-->

Creating wordcloud using python

2019-03-02 10:29发布

问题:

I am trying to create a wordcloud in python after cleaning text file ,

I got the required results i.e words which are mostly used in the text file but unable to plot.

My code:

import collections
from wordcloud import WordCloud
import matplotlib.pyplot as plt

file = open('example.txt', encoding = 'utf8' )
stopwords = set(line.strip() for line in open('stopwords'))
wordcount = {}

for word in file.read().split():
    word = word.lower()
    word = word.replace(".","")
    word = word.replace(",","")
    word = word.replace("\"","")
    word = word.replace("“","")
    if word not in stopwords:
        if word not in wordcount:
            wordcount[word] = 1
        else:
            wordcount[word] += 1

d = collections.Counter(wordcount)
for word, count in d.most_common(10):
    print(word , ":", count)

#wordcloud = WordCloud().generate(text)
#fig = plt.figure()
#fig.set_figwidth(14)
#fig.set_figheight(18)

#plt.imshow(wordcloud.recolor(color_func=grey_color, random_state=3))
#plt.title(title, color=fontcolor, size=30, y=1.01)
#plt.annotate(footer, xy=(0, -.025), xycoords='axes fraction', fontsize=infosize, color=fontcolor)
#plt.axis('off')
#plt.show()

Edit: Plotted the wordcloud with following code:

wordcloud = WordCloud(background_color='white',
                          width=1200,
                          height=1000
                         ).generate((d.most_common(10)))


plt.imshow(wordcloud)
plt.axis('off')
plt.show()

But getting TypeError: expected string or buffer

when I tried the above code with .generate(str(d.most_common(10)))
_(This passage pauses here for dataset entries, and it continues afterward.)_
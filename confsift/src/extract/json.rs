use serde_json::{Map, Number, Value};
use slog::{debug, warn, Logger};

use crate::error::ParseError;
use crate::record::ConfigRecord;
use crate::sensitivity::SensitivityRules;

pub(super) fn extract(
    text: &str,
    rules: &SensitivityRules,
    logger: &Logger,
) -> Result<Vec<ConfigRecord>, ParseError> {
    let root: Value = serde_json::from_str(text)?;
    if !root.is_object() {
        warn!(logger, "JSON root is not an object, nothing to extract"; "root" => kind(&root));
    }
    let records = flatten(&root, "", rules);
    debug!(logger, "extracted JSON records"; "records" => records.len());
    Ok(records)
}

/// Flattens `value` depth-first, joining member names onto `prefix` with `.`.
///
/// Members are visited in source order. Nested objects are walked; every
/// other value, arrays included, becomes one record whose value is its text.
/// Integral floats lose their fraction (`1e3` and `1000.0` both give `1000`);
/// arrays keep their compact JSON text. A non-object `value` yields nothing.
pub fn flatten(value: &Value, prefix: &str, rules: &SensitivityRules) -> Vec<ConfigRecord> {
    let mut records = Vec::new();
    if let Value::Object(members) = value {
        walk(members, prefix, rules, &mut records);
    }
    records
}

fn walk(
    members: &Map<String, Value>,
    prefix: &str,
    rules: &SensitivityRules,
    out: &mut Vec<ConfigRecord>,
) {
    for (name, value) in members {
        let full_path = if prefix.is_empty() {
            name.clone()
        } else {
            format!("{prefix}.{name}")
        };
        match value {
            Value::Object(children) => walk(children, &full_path, rules, out),
            leaf => out.push(ConfigRecord::classified(
                full_path,
                name.as_str(),
                leaf_text(leaf),
                rules,
            )),
        }
    }
}

fn leaf_text(value: &Value) -> String {
    match value {
        Value::String(text) => text.clone(),
        Value::Number(number) => number_text(number),
        other => other.to_string(),
    }
}

/// Shortest decimal text, without a trailing `.0` on whole floats.
#[allow(clippy::float_cmp)]
fn number_text(number: &Number) -> String {
    match number.as_f64() {
        Some(float) if number.is_f64() && float.fract() == 0.0 && float.abs() < 1e21 => {
            if float == 0.0 {
                "0".to_string()
            } else {
                format!("{float:.0}")
            }
        }
        _ => number.to_string(),
    }
}

const fn kind(value: &Value) -> &'static str {
    match value {
        Value::Null => "null",
        Value::Bool(_) => "boolean",
        Value::Number(_) => "number",
        Value::String(_) => "string",
        Value::Array(_) => "array",
        Value::Object(_) => "object",
    }
}
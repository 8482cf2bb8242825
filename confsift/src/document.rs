//! Source documents, format detection and export artifacts.

use std::fmt;

use serde::{Deserialize, Serialize};

use crate::error::{DocumentError, ParseError, ReconstructError};
use crate::extract::Extractor;
use crate::reconstruct::reconstruct;
use crate::record::ConfigRecord;

/// Extensions accepted by [`ConfigDocument::from_upload`], compared
/// case-insensitively.
pub const ACCEPTED_EXTENSIONS: [&str; 2] = ["json", "config"];

/// The two file shapes this crate reads and writes.
#[derive(Clone, Copy, Debug, PartialEq, Eq, Hash, Serialize, Deserialize)]
#[serde(rename_all = "lowercase")]
pub enum ConfigFormat {
    /// Hierarchical JSON.
    Json,
    /// Line-oriented `<add key=".." value=".." />` markup.
    Markup,
}

impl ConfigFormat {
    /// `Json` for a `.json` file name (any case), `Markup` for anything else.
    pub fn from_file_name(file_name: &str) -> Self {
        if file_extension(file_name).eq_ignore_ascii_case("json") {
            ConfigFormat::Json
        } else {
            ConfigFormat::Markup
        }
    }

    pub const fn as_str(self) -> &'static str {
        match self {
            ConfigFormat::Json => "json",
            ConfigFormat::Markup => "markup",
        }
    }
}

impl fmt::Display for ConfigFormat {
    fn fmt(&self, f: &mut fmt::Formatter<'_>) -> fmt::Result {
        f.write_str(self.as_str())
    }
}

/// Text after the last `.` of `file_name`; empty when there is no dot.
pub fn file_extension(file_name: &str) -> &str {
    file_name.rsplit_once('.').map_or("", |(_, ext)| ext)
}

/// A configuration file as handed over by the host: its name and raw text.
#[derive(Clone, PartialEq, Eq, Serialize, Deserialize)]
#[serde(rename_all = "camelCase")]
pub struct ConfigDocument {
    file_name: String,
    content: String,
}

impl ConfigDocument {
    /// Wraps a file without checking its extension.
    pub fn new(file_name: impl Into<String>, content: impl Into<String>) -> Self {
        Self {
            file_name: file_name.into(),
            content: content.into(),
        }
    }

    /// Wraps an uploaded file, rejecting extensions other than `.json` and
    /// `.config`.
    pub fn from_upload(
        file_name: impl Into<String>,
        content: impl Into<String>,
    ) -> Result<Self, DocumentError> {
        let file_name = file_name.into();
        let extension = file_extension(&file_name);
        if !ACCEPTED_EXTENSIONS
            .iter()
            .any(|accepted| extension.eq_ignore_ascii_case(accepted))
        {
            return Err(DocumentError::UnsupportedFile { file_name });
        }
        Ok(Self::new(file_name, content))
    }

    pub fn file_name(&self) -> &str {
        &self.file_name
    }

    pub fn content(&self) -> &str {
        &self.content
    }

    /// Extension as written in the file name, case preserved.
    pub fn extension(&self) -> &str {
        file_extension(&self.file_name)
    }

    pub fn format(&self) -> ConfigFormat {
        ConfigFormat::from_file_name(&self.file_name)
    }

    pub fn extract(&self, extractor: &Extractor) -> Result<Vec<ConfigRecord>, ParseError> {
        extractor.extract(&self.content, self.format())
    }
}

// Raw content may hold secrets; only its size is shown.
impl fmt::Debug for ConfigDocument {
    fn fmt(&self, f: &mut fmt::Formatter<'_>) -> fmt::Result {
        f.debug_struct("ConfigDocument")
            .field("file_name", &self.file_name)
            .field("content_len", &self.content.len())
            .finish()
    }
}

/// A rebuilt file ready to hand to a download or write step.
#[derive(Clone, Debug, PartialEq, Eq)]
pub struct ExportArtifact {
    pub file_name: String,
    pub content: String,
}

/// Rebuilds `records` in the format of `document` and names the result
/// `{config_id}.{extension}` after the original file.
pub fn export(
    records: &[ConfigRecord],
    document: &ConfigDocument,
    config_id: &str,
) -> Result<ExportArtifact, ReconstructError> {
    let content = reconstruct(records, document.format())?;
    let file_name = match document.extension() {
        "" => config_id.to_string(),
        extension => format!("{config_id}.{extension}"),
    };
    Ok(ExportArtifact { file_name, content })
}
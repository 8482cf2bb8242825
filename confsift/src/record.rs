//! The flat record type and the field-level editor.
//!
//! A [`ConfigRecord`] is one leaf of a configuration file. Its `original_key`
//! and `sensitivity` are fixed when the record is extracted; only `key` and
//! `value` can change afterwards, and only through [`update`].
//!
//! ```compile_fail
//! use confsift::{ConfigRecord, Sensitivity};
//!
//! let mut record = ConfigRecord::new("db.password", "password", "x", Sensitivity::High);
//! record.original_key = String::from("user");
//! ```
//!
//! ```compile_fail
//! use confsift::{ConfigRecord, Sensitivity};
//!
//! let mut record = ConfigRecord::new("db.password", "password", "x", Sensitivity::High);
//! record.sensitivity = Sensitivity::Low;
//! ```

use std::fmt;
use std::mem;

use serde::{Deserialize, Serialize};

use crate::error::IndexError;
use crate::policy::MaskPolicies;
use crate::sensitivity::{Sensitivity, SensitivityRules};

/// One flattened configuration entry.
#[derive(Clone, PartialEq, Eq, Hash, Serialize, Deserialize)]
#[serde(rename_all = "camelCase")]
pub struct ConfigRecord {
    key: String,
    original_key: String,
    value: String,
    sensitivity: Sensitivity,
}

impl ConfigRecord {
    pub fn new(
        key: impl Into<String>,
        original_key: impl Into<String>,
        value: impl Into<String>,
        sensitivity: Sensitivity,
    ) -> Self {
        Self {
            key: key.into(),
            original_key: original_key.into(),
            value: value.into(),
            sensitivity,
        }
    }

    /// Builds a record whose sensitivity comes from `rules` applied to
    /// `original_key`.
    pub fn classified(
        key: impl Into<String>,
        original_key: impl Into<String>,
        value: impl Into<String>,
        rules: &SensitivityRules,
    ) -> Self {
        let original_key = original_key.into();
        let sensitivity = rules.classify(&original_key);
        Self::new(key, original_key, value, sensitivity)
    }

    /// Full dotted path (JSON) or the attribute key (markup).
    pub fn key(&self) -> &str {
        &self.key
    }

    /// Leaf name as it appeared in the source file.
    pub fn original_key(&self) -> &str {
        &self.original_key
    }

    pub fn value(&self) -> &str {
        &self.value
    }

    pub const fn sensitivity(&self) -> Sensitivity {
        self.sensitivity
    }

    pub fn field(&self, field: RecordField) -> &str {
        match field {
            RecordField::Key => &self.key,
            RecordField::Value => &self.value,
        }
    }

    /// The value as the built-in masking table shows it.
    pub fn masked_value(&self) -> String {
        MaskPolicies::builtin().mask(self.sensitivity, &self.value)
    }

    pub fn masked_value_with(&self, policies: &MaskPolicies) -> String {
        policies.mask(self.sensitivity, &self.value)
    }

    fn replace(&mut self, field: RecordField, text: String) -> String {
        match field {
            RecordField::Key => mem::replace(&mut self.key, text),
            RecordField::Value => mem::replace(&mut self.value, text),
        }
    }
}

// Values are masked by sensitivity unless building tests or with `testing`.
impl fmt::Debug for ConfigRecord {
    fn fmt(&self, f: &mut fmt::Formatter<'_>) -> fmt::Result {
        #[cfg(any(test, feature = "testing"))]
        let value = self.value.clone();
        #[cfg(not(any(test, feature = "testing")))]
        let value = self.masked_value();

        f.debug_struct("ConfigRecord")
            .field("key", &self.key)
            .field("original_key", &self.original_key)
            .field("value", &value)
            .field("sensitivity", &self.sensitivity)
            .finish()
    }
}

/// Editable fields of a [`ConfigRecord`].
#[derive(Clone, Copy, Debug, PartialEq, Eq, Hash, Serialize, Deserialize)]
#[serde(rename_all = "lowercase")]
pub enum RecordField {
    Key,
    Value,
}

impl RecordField {
    pub const fn as_str(self) -> &'static str {
        match self {
            RecordField::Key => "key",
            RecordField::Value => "value",
        }
    }
}

impl fmt::Display for RecordField {
    fn fmt(&self, f: &mut fmt::Formatter<'_>) -> fmt::Result {
        f.write_str(self.as_str())
    }
}

/// Replaces one field of `records[index]` and returns the previous text.
///
/// Everything else stays as it was: the other field, `original_key`,
/// `sensitivity`, the other records and their order. Renaming a key does
/// not reclassify the record.
pub fn update(
    records: &mut [ConfigRecord],
    index: usize,
    field: RecordField,
    new_value: impl Into<String>,
) -> Result<String, IndexError> {
    let len = records.len();
    let record = records.get_mut(index).ok_or(IndexError { index, len })?;
    Ok(record.replace(field, new_value.into()))
}
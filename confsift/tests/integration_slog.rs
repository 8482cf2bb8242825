//! Integration tests for the slog integration.
//!
//! These tests verify that:
//! - `ConfigRecord` serializes through `slog::Value` as nested JSON with a
//!   masked value,
//! - sensitivity counts are emitted as structured values,
//! - a session driven end to end never logs a high-sensitivity value in clear.

use std::{
    cell::RefCell,
    collections::HashMap,
    fmt::Arguments,
    sync::{Arc, Mutex},
};

use confsift::{
    ConfigDocument, ConfigRecord, Extractor, ExtractionSession, RecordField, Sensitivity,
    SensitivityCounts,
};
use serde_json::Value as JsonValue;
use slog::{o, Drain, Logger, OwnedKVList, Record, KV};

// A test serializer that captures serialized key-value pairs
struct CapturingSerializer {
    captured: RefCell<HashMap<String, CapturedValue>>,
}

#[derive(Debug, Clone, PartialEq)]
enum CapturedValue {
    Str(String),
    Serde(JsonValue),
}

impl CapturingSerializer {
    fn new() -> Self {
        Self {
            captured: RefCell::new(HashMap::new()),
        }
    }

    fn get(&self, key: &str) -> Option<CapturedValue> {
        self.captured.borrow().get(key).cloned()
    }
}

impl slog::Serializer for CapturingSerializer {
    fn emit_arguments(&mut self, key: slog::Key, val: &Arguments<'_>) -> slog::Result {
        self.captured
            .borrow_mut()
            .insert(key.into(), CapturedValue::Str(val.to_string()));
        Ok(())
    }

    fn emit_str(&mut self, key: slog::Key, val: &str) -> slog::Result {
        self.captured
            .borrow_mut()
            .insert(key.into(), CapturedValue::Str(val.into()));
        Ok(())
    }

    fn emit_serde(&mut self, key: slog::Key, val: &dyn slog::SerdeValue) -> slog::Result {
        let json = serde_json::to_value(val.as_serde()).unwrap_or(JsonValue::Null);
        self.captured
            .borrow_mut()
            .insert(key.into(), CapturedValue::Serde(json));
        Ok(())
    }
}

/// Helper function to serialize a slog::Value into any Serializer.
fn serialize_to_capture<V: slog::Value, S: slog::Serializer>(
    value: &V,
    key: &'static str,
    serializer: &mut S,
) {
    static RS: slog::RecordStatic<'static> = slog::record_static!(slog::Level::Info, "");
    let args = format_args!("");
    let record = slog::Record::new(&RS, &args, slog::b!());
    value.serialize(&record, key, serializer).unwrap();
}

// Flattens every log record into one line of text.
#[derive(Clone, Default)]
struct CollectingDrain {
    lines: Arc<Mutex<Vec<String>>>,
}

struct LineSerializer<'a>(&'a mut String);

impl slog::Serializer for LineSerializer<'_> {
    fn emit_arguments(&mut self, key: slog::Key, val: &Arguments<'_>) -> slog::Result {
        self.0.push_str(&format!(" {key}={val}"));
        Ok(())
    }

    fn emit_serde(&mut self, key: slog::Key, val: &dyn slog::SerdeValue) -> slog::Result {
        let json = serde_json::to_string(val.as_serde()).unwrap_or_default();
        self.0.push_str(&format!(" {key}={json}"));
        Ok(())
    }
}

impl Drain for CollectingDrain {
    type Ok = ();
    type Err = slog::Never;

    fn log(&self, record: &Record<'_>, values: &OwnedKVList) -> Result<(), slog::Never> {
        let mut line = record.msg().to_string();
        let mut serializer = LineSerializer(&mut line);
        let _ = record.kv().serialize(record, &mut serializer);
        let _ = values.serialize(record, &mut serializer);
        self.lines.lock().unwrap().push(line);
        Ok(())
    }
}

impl CollectingDrain {
    fn lines(&self) -> Vec<String> {
        self.lines.lock().unwrap().clone()
    }
}

// ============================================================================
// slog::Value implementations
// ============================================================================

#[test]
fn test_high_record_is_fully_masked() {
    let record = ConfigRecord::new("db.password", "password", "hunter2", Sensitivity::High);

    let mut serializer = CapturingSerializer::new();
    serialize_to_capture(&record, "record", &mut serializer);

    if let Some(CapturedValue::Serde(json)) = serializer.get("record") {
        assert_eq!(json["key"], "db.password");
        assert_eq!(json["originalKey"], "password");
        assert_eq!(json["value"], "[REDACTED]");
        assert_eq!(json["sensitivity"], "high");
    } else {
        panic!("Expected Serde value for 'record' key");
    }
}

#[test]
fn test_medium_record_keeps_prefix() {
    let record = ConfigRecord::new("Host", "Host", "db.internal", Sensitivity::Medium);

    let mut serializer = CapturingSerializer::new();
    serialize_to_capture(&record, "record", &mut serializer);

    if let Some(CapturedValue::Serde(json)) = serializer.get("record") {
        assert_eq!(json["value"], "db.********");
    } else {
        panic!("Expected Serde value for 'record' key");
    }
}

#[test]
fn test_low_record_is_clear() {
    let record = ConfigRecord::new("Port", "Port", "5432", Sensitivity::Low);

    let mut serializer = CapturingSerializer::new();
    serialize_to_capture(&record, "record", &mut serializer);

    if let Some(CapturedValue::Serde(json)) = serializer.get("record") {
        assert_eq!(json["value"], "5432");
    } else {
        panic!("Expected Serde value for 'record' key");
    }
}

#[test]
fn test_counts_and_levels() {
    let counts = SensitivityCounts {
        high: 1,
        medium: 2,
        low: 3,
    };

    let mut serializer = CapturingSerializer::new();
    serialize_to_capture(&counts, "counts", &mut serializer);
    serialize_to_capture(&Sensitivity::Medium, "level", &mut serializer);
    serialize_to_capture(&RecordField::Value, "field", &mut serializer);

    assert_eq!(
        serializer.get("counts"),
        Some(CapturedValue::Serde(serde_json::json!({"high": 1, "medium": 2, "low": 3})))
    );
    assert_eq!(serializer.get("level"), Some(CapturedValue::Str("medium".into())));
    assert_eq!(serializer.get("field"), Some(CapturedValue::Str("value".into())));
}

// ============================================================================
// Session logging
// ============================================================================

#[test]
fn test_session_logs_without_secrets() {
    let drain = CollectingDrain::default();
    let logger = Logger::root(drain.clone().fuse(), o!());
    let extractor = Extractor::default().with_logger(logger);

    let document = ConfigDocument::new(
        "appsettings.json",
        r#"{"Db":{"Password":"hunter2","Host":"db.internal"},"Port":5432}"#,
    );
    let mut session = ExtractionSession::open(document, &extractor).unwrap();
    session.update(0, RecordField::Value, "rotated-secret").unwrap();
    session.undo().unwrap();
    session.export("app_DEV_1").unwrap();

    let lines = drain.lines();
    assert!(lines.iter().any(|l| l.starts_with("configuration extracted")));
    assert!(lines.iter().any(|l| l.starts_with("record updated")));
    assert!(lines.iter().any(|l| l.starts_with("edit undone")));
    assert!(lines
        .iter()
        .any(|l| l.starts_with("configuration exported") && l.contains("app_DEV_1.json")));
    assert!(lines.iter().all(|l| l.contains("file=appsettings.json")));

    for line in &lines {
        assert!(!line.contains("hunter2"), "{line}");
        assert!(!line.contains("rotated-secret"), "{line}");
        assert!(!line.contains("db.internal"), "{line}");
    }
}

#[test]
fn test_extraction_logs_non_object_root() {
    let drain = CollectingDrain::default();
    let logger = Logger::root(drain.clone().fuse(), o!());
    let records = Extractor::default().with_logger(logger).json("[1, 2]").unwrap();

    assert!(records.is_empty());
    assert!(drain
        .lines()
        .iter()
        .any(|l| l.starts_with("JSON root is not an object") && l.contains("root=array")));
}

#[test]
fn test_markup_extraction_logs_skipped_lines() {
    let drain = CollectingDrain::default();
    let logger = Logger::root(drain.clone().fuse(), o!());
    let text = "<appSettings>\n<add key=\"a\" value=\"1\" />\n</appSettings>";
    Extractor::default().with_logger(logger).markup(text);

    assert!(drain
        .lines()
        .iter()
        .any(|l| l.contains("records=1") && l.contains("skipped_lines=2")));
}
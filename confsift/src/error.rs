//! Error types for extraction, editing, reconstruction and storage.
//!
//! Each stage has its own error so callers can match on exactly what that
//! stage can fail with. [`Error`] collects them for code that drives a whole
//! session.

use thiserror::Error;

/// Input claimed to be JSON is not syntactically valid.
#[derive(Error, Debug, Clone, PartialEq, Eq)]
#[error("invalid JSON at line {line}, column {column}: {message}")]
pub struct ParseError {
    pub line: usize,
    pub column: usize,
    pub message: String,
}

impl From<serde_json::Error> for ParseError {
    fn from(err: serde_json::Error) -> Self {
        Self {
            line: err.line(),
            column: err.column(),
            message: err.to_string(),
        }
    }
}

/// An edit addressed a record that does not exist.
#[derive(Error, Debug, Clone, Copy, PartialEq, Eq)]
#[error("record index {index} out of range for {len} records")]
pub struct IndexError {
    pub index: usize,
    pub len: usize,
}

#[derive(Error, Debug)]
pub enum ReconstructError {
    /// A dotted path runs through a leaf, or a leaf would replace an object.
    #[error("key `{key}` collides with existing entry `{prefix}`")]
    PathCollision { key: String, prefix: String },

    #[error("failed to serialize output: {0}")]
    Serialize(#[from] serde_json::Error),
}

#[derive(Error, Debug, Clone, PartialEq, Eq)]
pub enum DocumentError {
    #[error("unsupported file `{file_name}`: expected a .json or .config file")]
    UnsupportedFile { file_name: String },
}

#[derive(Error, Debug, Clone, PartialEq, Eq)]
pub enum StoreError {
    #[error("missing required field: {0}")]
    MissingField(&'static str),

    #[error("no saved configuration `{config_id}` for application `{application}`")]
    NotFound {
        application: String,
        config_id: String,
    },
}

/// Any error produced by this crate.
#[derive(Error, Debug)]
pub enum Error {
    #[error(transparent)]
    Parse(#[from] ParseError),

    #[error(transparent)]
    Index(#[from] IndexError),

    #[error(transparent)]
    Reconstruct(#[from] ReconstructError),

    #[error(transparent)]
    Document(#[from] DocumentError),

    #[error(transparent)]
    Store(#[from] StoreError),
}

pub type Result<T, E = Error> = std::result::Result<T, E>;
//! Rebuilding file text from a flat record sequence.
//!
//! JSON output splits each record key on `.` and nests objects along the
//! way. Every leaf is written as a JSON string, since values were coerced to
//! text on extraction. Members keep first-insertion order, so the same
//! records always produce the same bytes.
//!
//! A key whose path would run through an existing leaf, or a leaf that would
//! overwrite an existing object (`a` and `a.b` in the same sequence), is
//! rejected with [`ReconstructError::PathCollision`]. A leaf written twice
//! keeps its first position and takes the last value.
//!
//! Markup output is one `<add key=".." value=".." />` line per record with
//! XML entities escaped.

use serde_json::{Map, Value};

use crate::document::ConfigFormat;
use crate::error::ReconstructError;
use crate::extract::escape_entities;
use crate::record::ConfigRecord;

/// Serializes `records` in `format`.
pub fn reconstruct(
    records: &[ConfigRecord],
    format: ConfigFormat,
) -> Result<String, ReconstructError> {
    match format {
        ConfigFormat::Json => reconstruct_json(records),
        ConfigFormat::Markup => Ok(reconstruct_markup(records)),
    }
}

/// Nested JSON text, indented by two spaces.
pub fn reconstruct_json(records: &[ConfigRecord]) -> Result<String, ReconstructError> {
    let root = rebuild_object(records)?;
    Ok(serde_json::to_string_pretty(&Value::Object(root))?)
}

/// The nested object `records` describe.
pub fn rebuild_object(records: &[ConfigRecord]) -> Result<Map<String, Value>, ReconstructError> {
    let mut root = Map::new();
    for record in records {
        insert_path(&mut root, record.key(), record.value())?;
    }
    Ok(root)
}

fn insert_path(
    root: &mut Map<String, Value>,
    key: &str,
    value: &str,
) -> Result<(), ReconstructError> {
    let (parents, leaf) = match key.rsplit_once('.') {
        Some((parents, leaf)) => (Some(parents), leaf),
        None => (None, key),
    };

    let mut current = root;
    let mut end = 0;
    for (i, segment) in parents.into_iter().flat_map(|p| p.split('.')).enumerate() {
        if i > 0 {
            end += 1;
        }
        end += segment.len();
        current = match current
            .entry(segment)
            .or_insert_with(|| Value::Object(Map::new()))
        {
            Value::Object(children) => children,
            _ => return Err(collision(key, &key[..end])),
        };
    }

    if matches!(current.get(leaf), Some(Value::Object(_))) {
        return Err(collision(key, key));
    }
    current.insert(leaf.to_string(), Value::String(value.to_string()));
    Ok(())
}

fn collision(key: &str, prefix: &str) -> ReconstructError {
    ReconstructError::PathCollision {
        key: key.to_string(),
        prefix: prefix.to_string(),
    }
}

/// `<add key=".." value=".." />` lines joined with `\n`.
pub fn reconstruct_markup(records: &[ConfigRecord]) -> String {
    records
        .iter()
        .map(|record| {
            format!(
                "<add key=\"{}\" value=\"{}\" />",
                escape_entities(record.key()),
                escape_entities(record.value())
            )
        })
        .collect::<Vec<_>>()
        .join("\n")
}

#[cfg(test)]
mod tests {
    use serde_json::{json, Value};

    use super::{reconstruct, reconstruct_json, reconstruct_markup};
    use crate::document::ConfigFormat;
    use crate::error::ReconstructError;
    use crate::extract::{extract_json, extract_markup};
    use crate::record::ConfigRecord;
    use crate::sensitivity::Sensitivity;

    fn record(key: &str, value: &str) -> ConfigRecord {
        let leaf = key.rsplit('.').next().unwrap_or(key);
        ConfigRecord::new(key, leaf, value, Sensitivity::Low)
    }

    #[test]
    fn shared_prefixes_merge() {
        let records = [record("db.host", "h"), record("db.port", "5432"), record("name", "app")];
        let text = reconstruct_json(&records).unwrap();
        let parsed: Value = serde_json::from_str(&text).unwrap();
        assert_eq!(parsed, json!({"db": {"host": "h", "port": "5432"}, "name": "app"}));
    }

    #[test]
    fn output_is_pretty_and_ordered() {
        let records = [record("b", "1"), record("a.x", "2")];
        let text = reconstruct_json(&records).unwrap();
        assert_eq!(text, "{\n  \"b\": \"1\",\n  \"a\": {\n    \"x\": \"2\"\n  }\n}");
    }

    #[test]
    fn empty_sequence_is_empty_object() {
        assert_eq!(reconstruct_json(&[]).unwrap(), "{}");
        assert_eq!(reconstruct_markup(&[]), "");
    }

    #[test]
    fn round_trip_keeps_structure_with_string_leaves() {
        let source = r#"{"Logging":{"Level":"Info","Retain":7},"Enabled":true,"Name":"svc"}"#;
        let rebuilt = reconstruct(&extract_json(source).unwrap(), ConfigFormat::Json).unwrap();
        let parsed: Value = serde_json::from_str(&rebuilt).unwrap();
        assert_eq!(
            parsed,
            json!({"Logging": {"Level": "Info", "Retain": "7"}, "Enabled": "true", "Name": "svc"})
        );
    }

    #[test]
    fn leaf_then_child_collides() {
        let err = reconstruct_json(&[record("a", "1"), record("a.b", "2")]).unwrap_err();
        match err {
            ReconstructError::PathCollision { key, prefix } => {
                assert_eq!(key, "a.b");
                assert_eq!(prefix, "a");
            }
            other => panic!("unexpected error: {other}"),
        }
    }

    #[test]
    fn child_then_leaf_collides() {
        let err = reconstruct_json(&[record("a.b.c", "1"), record("a.b", "2")]).unwrap_err();
        match err {
            ReconstructError::PathCollision { key, prefix } => {
                assert_eq!(key, "a.b");
                assert_eq!(prefix, "a.b");
            }
            other => panic!("unexpected error: {other}"),
        }
    }

    #[test]
    fn collision_reports_deep_prefix() {
        let err = reconstruct_json(&[record("x.y", "1"), record("x.y.z.w", "2")]).unwrap_err();
        assert!(matches!(
            err,
            ReconstructError::PathCollision { ref prefix, .. } if prefix == "x.y"
        ));
    }

    #[test]
    fn repeated_leaf_keeps_last_value_first_position() {
        let records = [record("a", "1"), record("b", "2"), record("a", "3")];
        let text = reconstruct_json(&records).unwrap();
        assert_eq!(text, "{\n  \"a\": \"3\",\n  \"b\": \"2\"\n}");
    }

    #[test]
    fn markup_lines() {
        let records = [record("Port", "5432"), record("Host", "db1")];
        assert_eq!(
            reconstruct(&records, ConfigFormat::Markup).unwrap(),
            "<add key=\"Port\" value=\"5432\" />\n<add key=\"Host\" value=\"db1\" />"
        );
    }

    #[test]
    fn markup_escaping_round_trips() {
        let records = [record("Motto", "say \"hi\" & <bye>")];
        let text = reconstruct_markup(&records);
        assert_eq!(
            text,
            "<add key=\"Motto\" value=\"say &quot;hi&quot; &amp; &lt;bye&gt;\" />"
        );
        let back = extract_markup(&text);
        assert_eq!(back[0].value(), "say \"hi\" & <bye>");
    }
}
The wordcloud formed is showing apostrophe(') sign after several words

using Jupyter Notebook | python3 | Ipython

回答1:

First download this file Symbola.ttf in the current folder of the following script.

Architecture file:

file.txt Symbola.ttf my_word_cloud.py

file.txt:

foo buzz bizz foo buzz bizz foo buzz bizz foo buzz bizz foo buzz bizz
foo foo foo foo foo foo foo foo foo foo bizz bizz bizz bizz foo foo

my_word_cloud.py:

import io
from collections import Counter
from os import path

import matplotlib.pyplot as plt
from wordcloud import WordCloud

d = path.dirname(__file__)

# It is important to use io.open to correctly load the file as UTF-8
text = io.open(path.join(d, 'file.txt')).read()

words = text.split()
print(Counter(words))

# Generate a word cloud image
# The Symbola font includes most emoji
font_path = path.join(d, 'Symbola.ttf')
word_cloud = WordCloud(font_path=font_path).generate(text)

# Display the generated image:
plt.imshow(word_cloud)
plt.axis("off")
plt.show()

Result:

Counter({'foo': 17, 'bizz': 9, 'buzz': 5})

See a lot of other examples, here I created a simple example for you:

https://github.com/amueller/word_cloud/tree/master/examples



回答2:

most_common(x) is not a method of WordCloud. However, you can pass the parameter

max_words = 

and this should do what you're attempting.